Prologue

A sign hangs next to the cradle of Texas liberty, reminding visitors that concealed firearms are not permitted on the grounds.

She stops and examines this as if it were new to her, although the sign has been posted for several years now. "Don't bring your gun to the Alamo," she intones, to see how it sounds out loud, then laughs, startling a little boy. ("Mama, that lady is talking to herself. Mama-") Don't bring your gun to the Alamo. A nice phrase, but it doesn't make the cut. She won't record it in one of her little notebooks, the ones where she keeps her lists of first lines, fragments of poems, names for everything. Names for bands, names for songs. Names for the children she'll never have and titles for the memoir she'll never write, although her story packs some shock value, even in these jaded times. Oprah would need a whole week to get it all in.

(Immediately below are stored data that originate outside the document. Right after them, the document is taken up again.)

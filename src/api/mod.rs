//! HTTP control API, versioned under `/v1`.
//!
//! Read endpoints snapshot state through the controller's reader lock;
//! mutations go through its writer lock. Every response carries a
//! `request_id`; errors use the `{ request_id, error: { message } }`
//! envelope.

pub mod server;
pub mod status;
pub mod task;

use std::sync::Arc;

use axum::extract::{Request, State};
use axum::http::{header, StatusCode};
use axum::middleware::{self, Next};
use axum::response::{IntoResponse, Response};
use axum::routing::get;
use axum::{Json, Router};
use serde::Serialize;
use tower_http::trace::TraceLayer;
use uuid::Uuid;

use crate::domain::errors::DomainError;
use crate::domain::ports::driver::RunOption;
use crate::services::controller::Controller;

#[derive(Clone)]
pub struct ApiState {
    pub controller: Arc<Controller>,
    pub auth_token: Option<Arc<String>>,
}

/// Per-request id, generated by middleware and echoed in every response.
#[derive(Debug, Clone, Copy)]
pub struct RequestId(pub Uuid);

#[derive(Debug, Serialize)]
pub struct ErrorBody {
    pub message: String,
}

#[derive(Debug, Serialize)]
pub struct ErrorEnvelope {
    pub request_id: Uuid,
    pub error: ErrorBody,
}

/// An API failure paired with the status code it maps to.
pub struct ApiError {
    pub status: StatusCode,
    pub message: String,
    pub request_id: Uuid,
}

impl ApiError {
    pub fn new(request_id: RequestId, status: StatusCode, message: impl Into<String>) -> Self {
        Self {
            status,
            message: message.into(),
            request_id: request_id.0,
        }
    }

    pub fn from_domain(request_id: RequestId, err: DomainError) -> Self {
        let status = match &err {
            DomainError::TaskNotFound(_) => StatusCode::NOT_FOUND,
            DomainError::TaskActive(_) => StatusCode::CONFLICT,
            DomainError::Unauthorized => StatusCode::UNAUTHORIZED,
            DomainError::ValidationFailed(_)
            | DomainError::ConfigInvalid(_)
            | DomainError::CatalogBadRequest(_) => StatusCode::BAD_REQUEST,
            _ => StatusCode::INTERNAL_SERVER_ERROR,
        };
        Self::new(request_id, status, err.to_string())
    }
}

impl IntoResponse for ApiError {
    fn into_response(self) -> Response {
        let body = ErrorEnvelope {
            request_id: self.request_id,
            error: ErrorBody {
                message: self.message,
            },
        };
        (self.status, Json(body)).into_response()
    }
}

/// Extract the task name from a status path. The path after the prefix may
/// be empty (all tasks), a bare name, or a name with a trailing slash;
/// anything deeper is an error.
pub fn task_name_from_path(path: &str, prefix: &str) -> Result<String, String> {
    let rest = path
        .strip_prefix(prefix)
        .ok_or_else(|| format!("path '{path}' does not start with '{prefix}'"))?;
    let rest = rest.strip_prefix('/').unwrap_or(rest);
    let rest = rest.strip_suffix('/').unwrap_or(rest);
    if rest.contains('/') {
        return Err(format!("unsupported path '{path}'"));
    }
    Ok(rest.to_string())
}

/// Parse the `?run=` option. Only `now` and `inspect` are accepted, at most
/// once.
pub fn run_option_from_query(query: Option<&str>) -> Result<Option<RunOption>, String> {
    let values: Vec<&str> = query
        .unwrap_or("")
        .split('&')
        .filter_map(|pair| pair.strip_prefix("run="))
        .collect();
    match values.as_slice() {
        [] => Ok(None),
        [value] => RunOption::parse(value).map(Some).ok_or_else(|| {
            format!("unsupported run parameter value '{value}'; expected 'now' or 'inspect'")
        }),
        _ => Err(format!(
            "cannot support more than one run query parameter, got {} values",
            values.len()
        )),
    }
}

async fn request_id_layer(mut request: Request, next: Next) -> Response {
    let id = RequestId(Uuid::new_v4());
    request.extensions_mut().insert(id);
    next.run(request).await
}

async fn auth_layer(State(state): State<ApiState>, request: Request, next: Next) -> Response {
    let Some(token) = &state.auth_token else {
        return next.run(request).await;
    };
    let request_id = request
        .extensions()
        .get::<RequestId>()
        .copied()
        .unwrap_or(RequestId(Uuid::new_v4()));
    let presented = request
        .headers()
        .get(header::AUTHORIZATION)
        .and_then(|v| v.to_str().ok())
        .and_then(|v| v.strip_prefix("Bearer "));
    if presented != Some(token.as_str()) {
        return ApiError::from_domain(request_id, DomainError::Unauthorized).into_response();
    }
    next.run(request).await
}

/// Assemble the `/v1` router.
pub fn router(state: ApiState) -> Router {
    Router::new()
        .route("/v1/status", get(status::overall_status))
        .route("/v1/status/tasks", get(status::task_status))
        .route("/v1/status/tasks/", get(status::task_status))
        .route("/v1/status/tasks/{*rest}", get(status::task_status))
        .route("/v1/tasks", axum::routing::post(task::create_task))
        .route(
            "/v1/tasks/{name}",
            axum::routing::patch(task::update_task).delete(task::delete_task),
        )
        .layer(middleware::from_fn_with_state(state.clone(), auth_layer))
        .layer(middleware::from_fn(request_id_layer))
        .layer(TraceLayer::new_for_http())
        .with_state(state)
}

Within the walls, it's like being in a shallow dish-azure sky above, the taller buildings crowded around, dwarfing the Spanish mission, which isn't very big to begin with. She walks through the gardens, noting the placement of each plant, each bench, each sign. Change is not to be tolerated. She picks up a cup with a little electric blue raspa juice inside and drops it in the trash, as fastidious in her own way as the Alamo's keepers, the Daughters of the Republic of Texas. It is a shrine, and not only to Texas liberty. A shrine to her, to them. She even brings the same breakfast every time-two barbacoa tacos, coffee, an elephant ear, and the Sunday paper. She gets the pastry, while the tacos are for him, her own holy ghost.

He had been the first to bring her here, although she later learned she had not been the first he had brought here. Important distinction. Nor would she be the last, as it turned out. "Ever had breakfast at the Alamo?" he had asked her that first morning when they finally pulled away from each other, eyes bright, bodies limp, the cheap pearls of her broken necklace rolling beneath them, pressing into their flesh, so her skin was beaded like the white gown she had worn earlier.